Everyone I spoke to talked about becoming very good at compartmentalizing—at acknowledging the scale of the tragedy, but also putting it aside to focus on their work. “I don’t find it productive to be angry or depressed all the time. It’s corrosive, and it isn’t going to solve the problem,” says Knowlton. She is perhaps the poster child for ocean optimism, having created a movement called ... Ocean Optimism. “I started that because there was no way to get people engaged in doing something about these problems, if they didn’t realize that there was something they could do.” “I find it worrying that people think we have time to plan, and the research is telling us that we have to act.” There is reason to hope, she says. Large protected areas have been established around coral reefs, which will protect them from overfishing and pollution, and make them more resilient. That won’t ward off bleaching events, which will continue as long as the climate keeps changing. But Knowlton thinks that the rise of electric cars and the increasingly competitive costs of renewable energy will reduce the pace of global warming, even if the current administration refuses to enact policies to mitigate it.

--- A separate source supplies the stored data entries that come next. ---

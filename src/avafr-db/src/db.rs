use anyhow::Context;
use avafr_migration::{Migrator, MigratorTrait};
use sea_orm::{ConnectOptions, Database, DatabaseConnection};

#[derive(Clone)]
pub struct DatabaseHandler {
    pub(crate) db: DatabaseConnection,
}

impl DatabaseHandler {
    pub fn connection(&self) -> &DatabaseConnection {
        &self.db
    }

    /// Connects and brings the schema up to date.
    pub async fn new<C>(path: C) -> anyhow::Result<Self>
    where
        C: Into<ConnectOptions>,
    {
        let db = Database::connect(path)
            .await
            .context("Unable to connect to db")?;

        Migrator::up(&db, None)
            .await
            .context("Error running migrations")?;

        Ok(Self { db })
    }
}

#[cfg(test)]
mod tests {
    use super::*;

    #[tokio::test]
    async fn migrations_are_idempotent() {
        let db = DatabaseHandler::new("sqlite::memory:").await.unwrap();
        Migrator::up(db.connection(), None).await.unwrap();

        let status = Migrator::get_pending_migrations(db.connection())
            .await
            .unwrap();
        assert!(status.is_empty());
    }
}
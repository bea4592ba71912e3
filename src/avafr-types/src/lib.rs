pub mod activity;
pub use activity::ActivityRecord;

pub mod sleep;
pub use sleep::SleepRecord;

pub mod heart_rate;
pub use heart_rate::HeartRateSample;

pub mod merged;
pub use merged::MergedRecord;

pub mod fitness_data;
pub use fitness_data::DataType;

mod user_day;
pub use user_day::UserDay;
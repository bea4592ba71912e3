use std::fmt::Display;

use avafr_types::MergedRecord;

#[derive(Debug, Clone, Copy, PartialEq)]
pub struct ReadinessScore(pub f64);

/// Batch-wide normalization bounds. Computed once over every row of a run,
/// never per row.
#[derive(Debug, Clone, Copy, PartialEq)]
pub struct ReadinessBounds {
    pub sleep_max: f64,
    pub active_max: f64,
    pub hr_min: f64,
    pub hr_max: f64,
}

/// Readiness combines three normalized signals:
/// 1. sleep: `minutes_asleep / sleep_max`, weight 0.4
/// 2. activity: `(very + fairly + lightly) / active_max`, weight 0.3
/// 3. heart rate: `(hr_max - resting_hr) / (hr_max - hr_min)`, weight 0.3
///
/// The weighted sum is scaled to 0-100. More sleep and more activity score
/// higher, a lower resting heart rate scores higher.
impl ReadinessBounds {
    pub const WEIGHT_SLEEP: f64 = 0.4;
    pub const WEIGHT_ACTIVITY: f64 = 0.3;
    pub const WEIGHT_HEART_RATE: f64 = 0.3;

    /// `None` when no row has a resting heart rate, since no score can be
    /// produced then.
    pub fn from_rows(rows: &[MergedRecord]) -> Option<Self> {
        let sleep_max = rows
            .iter()
            .map(|r| f64::from(r.total_minutes_asleep))
            .fold(0.0, f64::max);
        let active_max = rows
            .iter()
            .map(|r| f64::from(r.total_active_minutes()))
            .fold(0.0, f64::max);

        let mut resting = rows.iter().filter_map(|r| r.resting_heart_rate);
        let first = resting.next()?;
        let (hr_min, hr_max) = resting.fold((first, first), |(min, max), hr| (min.min(hr), max.max(hr)));

        Some(Self {
            sleep_max,
            active_max,
            hr_min,
            hr_max,
        })
    }

    pub fn score(&self, row: &MergedRecord) -> Option<ReadinessScore> {
        score(row, self.sleep_max, self.active_max, self.hr_min, self.hr_max).map(ReadinessScore)
    }

    /// Same as [`score`](Self::score) on raw inputs.
    pub fn score_values(&self, minutes_asleep: f64, total_active_minutes: f64, resting_hr: f64) -> f64 {
        let sleep = ratio(minutes_asleep, self.sleep_max);
        let activity = ratio(total_active_minutes, self.active_max);

        // identical resting heart rates everywhere get full credit
        let heart_rate = if self.hr_max == self.hr_min {
            1.0
        } else {
            (self.hr_max - resting_hr) / (self.hr_max - self.hr_min)
        };

        let raw = Self::WEIGHT_SLEEP * sleep
            + Self::WEIGHT_ACTIVITY * activity
            + Self::WEIGHT_HEART_RATE * heart_rate;

        (raw * 100.0).clamp(0.0, 100.0)
    }
}

/// Readiness of one row against batch bounds. Missing resting heart rate
/// gives a missing score rather than zero.
pub fn score(
    row: &MergedRecord,
    sleep_max: f64,
    active_max: f64,
    hr_min: f64,
    hr_max: f64,
) -> Option<f64> {
    let resting_hr = row.resting_heart_rate?;
    let bounds = ReadinessBounds {
        sleep_max,
        active_max,
        hr_min,
        hr_max,
    };

    Some(bounds.score_values(
        f64::from(row.total_minutes_asleep),
        f64::from(row.total_active_minutes()),
        resting_hr,
    ))
}

/// Scores every row in place. Returns the bounds used, or `None` if no row
/// could be scored.
pub fn score_rows(rows: &mut [MergedRecord]) -> Option<ReadinessBounds> {
    let Some(bounds) = ReadinessBounds::from_rows(rows) else {
        for row in rows.iter_mut() {
            row.readiness_score = None;
        }
        return None;
    };

    for row in rows.iter_mut() {
        row.readiness_score = bounds.score(row).map(|s| s.0);
    }

    Some(bounds)
}

fn ratio(value: f64, max: f64) -> f64 {
    if max > 0.0 { value / max } else { 0.0 }
}

#[derive(Debug, Clone, Copy, PartialEq, Eq, Hash, PartialOrd, Ord)]
pub enum Recommendation {
    HighIntensity,
    Moderate,
    Light,
    Rest,
}

impl Recommendation {
    pub const ALL: [Recommendation; 4] = [
        Recommendation::HighIntensity,
        Recommendation::Moderate,
        Recommendation::Light,
        Recommendation::Rest,
    ];

    pub fn from_score(score: f64) -> Self {
        if score >= 80.0 {
            Self::HighIntensity
        } else if score >= 60.0 {
            Self::Moderate
        } else if score >= 40.0 {
            Self::Light
        } else {
            Self::Rest
        }
    }

    pub fn advice(self) -> &'static str {
        match self {
            Self::HighIntensity => "You're in peak condition! Go for a high-intensity workout.",
            Self::Moderate => "Feeling good! A moderate workout would be great today.",
            Self::Light => "Take it easy. A light workout or a walk is a good choice.",
            Self::Rest => "Your body needs rest. Consider a recovery day.",
        }
    }
}

impl Display for Recommendation {
    fn fmt(&self, f: &mut std::fmt::Formatter<'_>) -> std::fmt::Result {
        f.write_str(match self {
            Self::HighIntensity => "high intensity",
            Self::Moderate => "moderate",
            Self::Light => "light",
            Self::Rest => "rest",
        })
    }
}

Willis also notes that corals have been around for millions of years, and are less fragile and more adaptive than people give them credit for. They might be able to swap the algae in their tissues for more heat-resistant varieties, or alter the composition of microbes on their surface to improve their health. Willis’s coping mechanism is to believe in the corals’ coping mechanisms. “It’s almost a faith,” she says.

 

 Hawaii Institute of Marine Biology

 

Ruth Gates, from the Hawaii Institute of Marine Biology, finds solace in action. She remembers what her therapist told her several years ago, for reasons unrelated to corals: You can’t really control what happens around you; you can only control your response. “That was a profound statement,” she tells me. “My response to the gloom and doom is to ask what we can do about it.” She is now trying to breed “super-corals” that can better withstand a warming world, either because they’ve partnered with heat-tolerant algae, or been conditioned from an early age to take the heat.

 

 

Whatever the eventual strategy, Gates at least wants to try something—and she fears that the cautious inertia of academic science will stop her peers from pursuing interventionist approaches. “In the last five years, I’ve come to terms with the fact that we’ll have to do something to help reefs get through 2050,” she says. “I find it worrying that people think we have time to plan, and the research is telling us that we have to act.” Phil Dustan agrees. When he started studying corals as a young scientist, he was interested in questions of basic ecology, like how the reef community responds to light. But now, “we really don’t have the time to be interested in how light structures the community because it’s going to be gone,” he says. Instead, he has shifted his attention to working with communities in Bali, teaching them to care for their reefs and helping them to set up their own protected areas.

 

This sense of shared purpose is perhaps the greatest vaccine against looming despair. Every four years, coral-reef researchers gather for the International Coral-Reef Symposium. The latest meeting took place last June. It was a rough five days, full of talk of decline and death. But “it was the most level playing field we’ve ever had,” says Gates. “There was a greater sense of community than I’ve ever seen—a sense that we’re going to have to bring our skill sets together to solve the problem.” She was also relieved to see that younger scientists were not, as she once feared, dissuaded from studying ecosystems that could conceivably die out within their lifetimes. “It’s a very weighty thing to take on at the start of one’s career, but the young people coming into the field are extraordinarily driven to solve problems,” she says. “That’s very heartening.”